Vie de Thibaut de Provins modifier

 
Saint Thibault quitte Provins, détail du vitrail de saint Thibault à l'église Saint-Thibault de Joigny.

Proche parent de Eudes II de Blois, comte de Blois (et autres lieux), Thibaut, damoiseau du château de Provins, est attiré de bonne heure par la vie érémitique et rend visite à un ermite nommé Burcard dont l'ermitage se trouve sur une île de la Seine à Bray-sur-Seine (plaine de La Bassée). Sur les conseils de l'ermite, Thibault part pour Reims, à Pâques 1054, avec un ami chevalier, Gautier, et leurs écuyers, pour une mission commandée. Mais, à Reims, après avoir renvoyé leurs écuyers et échangé leurs habits militaires avec des pèlerins de passage, ils s'échappent, déguisés en migrants, vers l'Allemagne (Saint-Empire romain germanique ou Empire teuton), s'arrêtent d'abord à Suxy (aujourd'hui en Belgique) dans le comté de Chiny, puis à Pettingen, près de Mersch, (aujourd'hui Luxembourg), où ils installent, pour une bonne année semble-t-il, leur gîte, un ermitage (aujourd'hui chapelle de l'Enelter) tout près du menhir de même nom, et vivent là du travail de leurs mains, se faisant faucheurs, palefreniers (au château-fort de Pettingen), manœuvres, charbonniers ou hommes à tout faire. Le jeune prince souffre beaucoup de ce nouvel état, mais il a choisi volontairement le Rien pour le Tout, le Christ, et « fais ce que tu veux ! » ce que clameront plus tard à l'envi les chansons de geste.

Ils décident alors de partir pour Saint-Jacques-de-Compostelle (Espagne) puis, revenant par l'Auvergne, remontent à Trèves (Allemagne) où s'illustra saint Martin, l'idole adolescente de Thibaut. Le père vient là les retrouver, par indiscrétion, et Thibaut n'apprécie pas du tout.

Aussi ils quittent sur l'heure l'Allemagne pour l'Italie. Toujours à pied, passant vraisemblablement par le Jura (via Francigena), ils vont à Rome, suivant les routes pèlerines, tout en souhaitant poursuivre jusqu'à Jérusalem. La fatigue de Gautier, comme celle de Thibaut, après ces quelque sept à huit mille kilomètres parcourus à pied, les fait s'arrêter près de Vicence, à Sossano, sur la route de Venise, où ils élèvent, vers 1057, l'ermitage de Sayanega, ce qui va être un choix déterminant. Gautier va y vivre deux ans et Thibaut sept ans de plus avec une communauté de laïcs et de prêtres qui s'est formée autour de lui.

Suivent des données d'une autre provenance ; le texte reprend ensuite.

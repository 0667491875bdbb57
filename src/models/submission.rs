//! Submission records and the per-user context stored alongside them.

use chrono::NaiveDate;
use serde::{Deserialize, Serialize};
use uuid::Uuid;

use crate::error::{PipelineError, Result};
use crate::storage::ArtifactKind;

/// A completed filing as announced by an intake event.
///
/// Immutable once received. Batches reference submissions by id through the
/// keys they are stored under; nothing holds a `Submission` across stages.
#[derive(Debug, Clone, PartialEq, Eq, Serialize, Deserialize)]
#[serde(rename_all = "camelCase")]
pub struct Submission {
    pub submission_id: String,
    pub tax_return_id: Uuid,
    pub user_id: Uuid,
    /// Object key of the manifest produced upstream
    pub manifest_path: String,
    pub submission_path: String,
    pub user_context_path: String,
}

impl Submission {
    /// The submission id becomes a key segment, so it has to be one.
    pub fn validate(&self) -> Result<()> {
        let id = self.submission_id.as_str();
        if id.trim().is_empty() {
            return Err(PipelineError::Validation(
                "submissionId must not be empty".to_string(),
            ));
        }
        if id.contains('/') || id == "." || id == ".." {
            return Err(PipelineError::Validation(format!(
                "submissionId '{id}' is not a valid key segment"
            )));
        }
        for (field, path) in [
            ("manifestPath", &self.manifest_path),
            ("submissionPath", &self.submission_path),
            ("userContextPath", &self.user_context_path),
        ] {
            if path.trim().is_empty() {
                return Err(PipelineError::Validation(format!(
                    "{field} must not be empty for submission {id}"
                )));
            }
        }
        Ok(())
    }

    /// Where the upstream producer left the given artifact
    pub fn source_path(&self, artifact: ArtifactKind) -> &str {
        match artifact {
            ArtifactKind::Manifest => &self.manifest_path,
            ArtifactKind::Submission => &self.submission_path,
            ArtifactKind::UserContext => &self.user_context_path,
        }
    }
}

/// Contents of `userContext.json`: what the confirmation events need about
/// the filer.
#[derive(Debug, Clone, PartialEq, Eq, Serialize, Deserialize)]
#[serde(rename_all = "camelCase")]
pub struct UserContext {
    pub submission_id: String,
    pub user_id: Uuid,
    pub tax_return_id: Uuid,
    pub taxpayer_id: String,
    pub remote_address: String,
    pub signature_date: NaiveDate,
}

impl UserContext {
    pub fn from_json(bytes: &[u8]) -> Result<Self> {
        Ok(serde_json::from_slice(bytes)?)
    }

    pub fn to_json(&self) -> Result<Vec<u8>> {
        Ok(serde_json::to_vec(self)?)
    }
}
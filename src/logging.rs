//! # Structured Logging Module
//!
//! Environment-aware structured logging to the console and, optionally, to a
//! JSON-lines file for following a batch through the pipeline.

use std::fs;
use std::process;
use std::sync::OnceLock;

use chrono::Utc;
use tracing_appender::non_blocking::WorkerGuard;
use tracing_subscriber::{fmt, layer::SubscriberExt, util::SubscriberInitExt, EnvFilter, Layer};

use crate::config::LoggingConfig;

static LOGGER_INITIALIZED: OnceLock<Option<WorkerGuard>> = OnceLock::new();

/// Initialize structured logging. Only the first call has any effect, and an
/// already-installed global subscriber is left in place.
pub fn init_structured_logging(config: &LoggingConfig, environment: &str) {
    LOGGER_INITIALIZED.get_or_init(|| {
        let log_level = config
            .level
            .clone()
            .unwrap_or_else(|| get_log_level(environment).to_string());
        let pid = process::id();

        // stdout is reserved for program output such as notification envelopes
        let console = fmt::layer()
            .with_writer(std::io::stderr)
            .with_target(true)
            .with_thread_ids(true)
            .with_level(true)
            .with_ansi(true)
            .with_filter(EnvFilter::new(&log_level));

        let mut guard = None;
        let mut log_file = None;
        let file_layer = if config.json_file {
            match fs::create_dir_all(&config.directory) {
                Ok(()) => {
                    let timestamp = Utc::now().format("%Y%m%d_%H%M%S");
                    let file_name = format!("{environment}.{pid}.{timestamp}.log");
                    let appender = tracing_appender::rolling::never(&config.directory, &file_name);
                    let (writer, worker_guard) = tracing_appender::non_blocking(appender);
                    guard = Some(worker_guard);
                    log_file = Some(config.directory.join(file_name));
                    Some(
                        fmt::layer()
                            .with_writer(writer)
                            .with_target(true)
                            .with_thread_ids(true)
                            .with_level(true)
                            .with_ansi(false)
                            .json()
                            .with_filter(EnvFilter::new(&log_level)),
                    )
                }
                Err(e) => {
                    eprintln!(
                        "Failed to create log directory {}: {e}; logging to console only",
                        config.directory.display()
                    );
                    None
                }
            }
        } else {
            None
        };

        // A global subscriber may already be set by the embedding process
        if tracing_subscriber::registry()
            .with(console)
            .with(file_layer)
            .try_init()
            .is_err()
        {
            tracing::debug!("Global tracing subscriber already initialized - continuing with existing subscriber");
        }

        tracing::info!(
            pid,
            environment = %environment,
            level = %log_level,
            log_file = ?log_file,
            "🔧 STRUCTURED LOGGING: Initialized"
        );
        guard
    });
}

/// Log level for an environment
fn get_log_level(environment: &str) -> &'static str {
    match environment {
        "production" => "info",
        _ => "debug",
    }
}

/// Log structured data for batch lifecycle operations
pub fn log_batch_operation(
    operation: &str,
    batch_id: u64,
    control_year: i32,
    status: &str,
    details: Option<&str>,
) {
    tracing::info!(
        operation = %operation,
        batch_id,
        control_year,
        status = %status,
        details = details,
        timestamp = %Utc::now().to_rfc3339(),
        "📋 BATCH_OPERATION"
    );
}

/// Log structured data for stage dispatch in the processing loop
pub fn log_stage_operation(stage: &str, batch_id: u64, channel: &str, status: &str) {
    tracing::debug!(
        stage = %stage,
        batch_id,
        channel = %channel,
        status = %status,
        "🔧 STAGE_OPERATION"
    );
}

/// Log error with full context
pub fn log_error(component: &str, operation: &str, error: &str, context: Option<&str>) {
    tracing::error!(
        component = %component,
        operation = %operation,
        error = %error,
        context = context,
        timestamp = %Utc::now().to_rfc3339(),
        "❌ ERROR"
    );
}

#[cfg(test)]
mod tests {
    use super::*;

    #[test]
    fn test_log_level_mapping() {
        assert_eq!(get_log_level("test"), "debug");
        assert_eq!(get_log_level("development"), "debug");
        assert_eq!(get_log_level("production"), "info");
        assert_eq!(get_log_level("unknown"), "debug");
    }

    #[test]
    fn test_init_is_idempotent() {
        let config = LoggingConfig::default();
        init_structured_logging(&config, "test");
        init_structured_logging(&config, "test");
        log_batch_operation("rotate", 1, 2024, "ok", None);
    }
}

Thibaut, le Franc, jeune parent du célèbre Eudes II de Blois dit Le Champenois, à l'aise dans cet environnement naturel, se nourrit de pain d'orge et d'eau, puis de fruits, de racines et d'herbes. Il porte un cilice et s'applique souvent la discipline avec un fouet de plusieurs lanières de cuir : c'était la conception de l'époque, pour un anachorète ayant vécu dans un monde dur aux pauvres, de se défaire ainsi de soi-même et devenir ainsi plus transparent et conforme au Christ et à ceux qu'il rencontre à l'ermitage. Il dort assis selon la coutume des humbles et, le plus souvent, reste éveillé, préférant colloquer avec Dieu et prier pour le pauvre qu'il a croisé pendant la journée, mêlé aux grands de ce monde. Il colloque également avec les Psaumes, uni à toute la prière du monde. Il ne se sent jamais seul. Tout en apprenant la vie d'anachorète, il accueille, avec toute la tendresse qui rayonne de lui, le pèlerin qui passe, partageant avec lui le pain et le bon vin qu'il garde au cellier pou l'occasion. Il faut dire que, parlant le dialecte franc, il a mis du temps pour déchiffrer le latin des Psaumes. Il lui a fallu utiliser un mentor à Trèves pour apprendre cette langue officielle et ainsi pouvoir participer à la prière officielle de l'Église, par l'intermédiaire du Psautier liturgique, écrit justement en latin sur ce parchemin, garni d'enluminures, qu'il a fait demander à Provins et qu'il garde précieusement avec lui depuis le départ de Trèves. Thibaut est transparent à tel point que le miracle sort de lui comme naturellement, il lui a été donné le don de guérison et de prophétie, à lui, le fol-en-Christ.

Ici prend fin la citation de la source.